ASSIGNMENT
Only a number is expected in reply: the count of lines below where the word "format" occurs.

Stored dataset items
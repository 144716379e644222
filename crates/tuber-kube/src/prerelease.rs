//! Run-to-completion Pods applied before anything else in a release
//!
//! Each Pod is applied, polled until it reaches `Succeeded` or `Failed` (or the
//! timeout passes) and then deleted whatever the outcome. Pods run one at a
//! time in manifest order; the first failure stops the release.

use std::time::Duration;

use tokio::time::Instant;
use tracing::Instrument;

use crate::cluster::ClusterClient;
use crate::error::{KubeError, ReleaseError, Result};
use crate::manifest::RenderedResource;

const POD: &str = "Pod";

pub struct PrereleaseRunner<'a> {
    cluster: &'a dyn ClusterClient,
    namespace: &'a str,
    timeout: Duration,
    poll_interval: Duration,
}

impl<'a> PrereleaseRunner<'a> {
    pub fn new(
        cluster: &'a dyn ClusterClient,
        namespace: &'a str,
        timeout: Duration,
        poll_interval: Duration,
    ) -> Self {
        Self {
            cluster,
            namespace,
            timeout,
            poll_interval,
        }
    }

    pub async fn run(&self, pods: &[RenderedResource]) -> std::result::Result<(), ReleaseError> {
        // Nothing is applied unless every prerelease resource is a Pod
        if let Some(other) = pods.iter().find(|r| r.kind != POD) {
            return Err(ReleaseError::prerelease(
                other.resource_ref(),
                KubeError::InvalidPrerelease {
                    kind: other.kind.clone(),
                    name: other.name.clone(),
                },
            ));
        }

        for pod in pods {
            let span = tracing::info_span!(
                "prerelease",
                resource_kind = %pod.kind,
                resource_name = %pod.name
            );
            self.run_pod(pod)
                .instrument(span.clone())
                .await
                .map_err(|e| span.in_scope(|| ReleaseError::prerelease(pod.resource_ref(), e)))?;
        }
        Ok(())
    }

    async fn run_pod(&self, pod: &RenderedResource) -> Result<()> {
        tracing::debug!("applying prerelease pod");
        self.cluster.apply(&pod.manifest, self.namespace).await?;

        let outcome = self.wait_for_completion(pod).await;

        let deleted = match self.cluster.delete(POD, &pod.name, self.namespace).await {
            Err(e) if !e.is_not_found() => Err(e),
            _ => Ok(()),
        };

        match (outcome, deleted) {
            (Ok(()), deleted) => deleted,
            (Err(e), Ok(())) => Err(e),
            (Err(e), Err(delete_err)) => {
                tracing::warn!(error = %delete_err, "failed to delete prerelease pod");
                Err(e)
            }
        }
    }

    async fn wait_for_completion(&self, pod: &RenderedResource) -> Result<()> {
        let deadline = Instant::now() + pod.rollout_timeout(self.timeout);

        loop {
            if Instant::now() >= deadline {
                return Err(KubeError::Timeout(format!(
                    "{}s waiting for prerelease pod '{}'",
                    pod.rollout_timeout(self.timeout).as_secs(),
                    pod.name
                )));
            }
            tokio::time::sleep(self.poll_interval).await;

            let live = self.cluster.get(POD, &pod.name, self.namespace).await?;
            match live.pointer("/status/phase").and_then(|p| p.as_str()) {
                Some("Succeeded") => {
                    tracing::debug!("prerelease pod succeeded");
                    return Ok(());
                }
                Some("Failed") => {
                    return Err(KubeError::PrereleaseFailed {
                        name: pod.name.clone(),
                        message: termination_messages(&live),
                    });
                }
                phase => tracing::trace!(?phase, "prerelease pod still running"),
            }
        }
    }
}

/// Concatenated `state.terminated.message` of every container
fn termination_messages(pod: &serde_json::Value) -> String {
    pod.pointer("/status/containerStatuses")
        .and_then(|s| s.as_array())
        .map(|statuses| {
            statuses
                .iter()
                .filter_map(|s| s.pointer("/state/terminated/message"))
                .filter_map(|m| m.as_str())
                .collect::<Vec<_>>()
                .join("")
        })
        .unwrap_or_default()
}
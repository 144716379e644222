//! CLI error types with exit code handling
//!
//! Every command returns [`CliError`]; `main` renders it through miette and
//! exits with [`CliError::exit_code`].

use miette::Diagnostic;
use thiserror::Error;
use tuber_core::CoreError;
use tuber_kube::{KubeError, ReleaseError, Stage};

use crate::exit_codes;

#[derive(Error, Debug, Diagnostic)]
pub enum CliError {
    #[error("Invalid input: {message}")]
    #[diagnostic(code(tuber::cli::input))]
    Input {
        message: String,
        #[help]
        help: Option<String>,
    },

    #[error("Configuration error: {message}")]
    #[diagnostic(code(tuber::cli::config))]
    Config {
        message: String,
        #[help]
        help: Option<String>,
    },

    #[error("Render failed: {message}")]
    #[diagnostic(code(tuber::cli::render))]
    Render { message: String },

    #[error("Release failed: {message}")]
    #[diagnostic(
        code(tuber::cli::release),
        help("the release was rolled back; see the logs for rollback errors")
    )]
    Release { message: String },

    #[error("Release state was not saved: {message}")]
    #[diagnostic(
        code(tuber::cli::state_unsafe),
        help("the cluster runs the new release but the app record does not; rollback is not safe")
    )]
    StateUnsafe { message: String },

    #[error("App store error: {message}")]
    #[diagnostic(code(tuber::cli::store))]
    Store {
        message: String,
        #[help]
        help: Option<String>,
    },

    #[error("IO error: {message}")]
    #[diagnostic(code(tuber::cli::io))]
    Io { message: String },

    #[error("{message}")]
    #[diagnostic(code(tuber::cli::error))]
    Other { message: String },
}

impl CliError {
    pub fn exit_code(&self) -> i32 {
        match self {
            CliError::Input { .. } => exit_codes::INPUT_ERROR,
            CliError::Config { .. } => exit_codes::CONFIG_ERROR,
            CliError::Render { .. } => exit_codes::RENDER_ERROR,
            CliError::Release { .. } => exit_codes::RELEASE_FAILED,
            CliError::StateUnsafe { .. } => exit_codes::STATE_UNSAFE,
            CliError::Store { .. } => exit_codes::STORE_ERROR,
            CliError::Io { .. } => exit_codes::IO_ERROR,
            CliError::Other { .. } => exit_codes::ERROR,
        }
    }

    pub fn input(message: impl Into<String>) -> Self {
        Self::Input {
            message: message.into(),
            help: None,
        }
    }

    pub fn input_with_help(message: impl Into<String>, help: impl Into<String>) -> Self {
        Self::Input {
            message: message.into(),
            help: Some(help.into()),
        }
    }

    pub fn config(message: impl Into<String>) -> Self {
        Self::Config {
            message: message.into(),
            help: None,
        }
    }

    /// An app that is not in the store
    pub fn app_not_found(name: &str) -> Self {
        Self::Store {
            message: format!("app '{}' not found", name),
            help: Some(format!("create it with `tuber apps create {} <image>`", name)),
        }
    }
}

impl From<std::io::Error> for CliError {
    fn from(err: std::io::Error) -> Self {
        CliError::Io {
            message: err.to_string(),
        }
    }
}

impl From<CoreError> for CliError {
    fn from(err: CoreError) -> Self {
        match err {
            e @ CoreError::InvalidResourceRef { .. } => CliError::input(e.to_string()),
            CoreError::Io(e) => CliError::from(e),
            other => CliError::Config {
                message: other.to_string(),
                help: Some("check the file named by --config or TUBER_CONFIG".to_string()),
            },
        }
    }
}

impl From<KubeError> for CliError {
    fn from(err: KubeError) -> Self {
        match err {
            KubeError::AppNotFound(name) => CliError::app_not_found(&name),
            KubeError::Io(e) => CliError::from(e),
            other => CliError::Store {
                message: other.to_string(),
                help: None,
            },
        }
    }
}

impl From<ReleaseError> for CliError {
    fn from(err: ReleaseError) -> Self {
        let message = err.to_string();
        match err.stage {
            Stage::LoadState => CliError::Store {
                message,
                help: None,
            },
            Stage::Resolve | Stage::Interpolation | Stage::Parse | Stage::Annotation => {
                CliError::Render { message }
            }
            stage if stage.is_rollback_unsafe() => CliError::StateUnsafe { message },
            _ => CliError::Release { message },
        }
    }
}

pub type Result<T> = std::result::Result<T, CliError>;

#[cfg(test)]
mod tests {
    use super::*;
    use tuber_core::ResourceRef;

    #[test]
    fn test_release_stages_map_to_exit_codes() {
        let apply = ReleaseError::apply(
            ResourceRef::new("Deployment", "web"),
            KubeError::Command {
                command: "kubectl apply".to_string(),
                message: "denied".to_string(),
            },
        );
        assert_eq!(CliError::from(apply).exit_code(), exit_codes::RELEASE_FAILED);

        let persist = ReleaseError::persist_state(KubeError::Storage("timeout".to_string()));
        assert_eq!(CliError::from(persist).exit_code(), exit_codes::STATE_UNSAFE);

        let parse = ReleaseError::parse(KubeError::InvalidManifest("bad".to_string()));
        assert_eq!(CliError::from(parse).exit_code(), exit_codes::RENDER_ERROR);
    }

    #[test]
    fn test_missing_app_has_help() {
        let err = CliError::from(KubeError::AppNotFound("shop".to_string()));
        assert_eq!(err.exit_code(), exit_codes::STORE_ERROR);
        assert!(matches!(err, CliError::Store { help: Some(ref h), .. } if h.contains("apps create shop")));
    }
}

SOLUTION TO THIS EXERCISE
3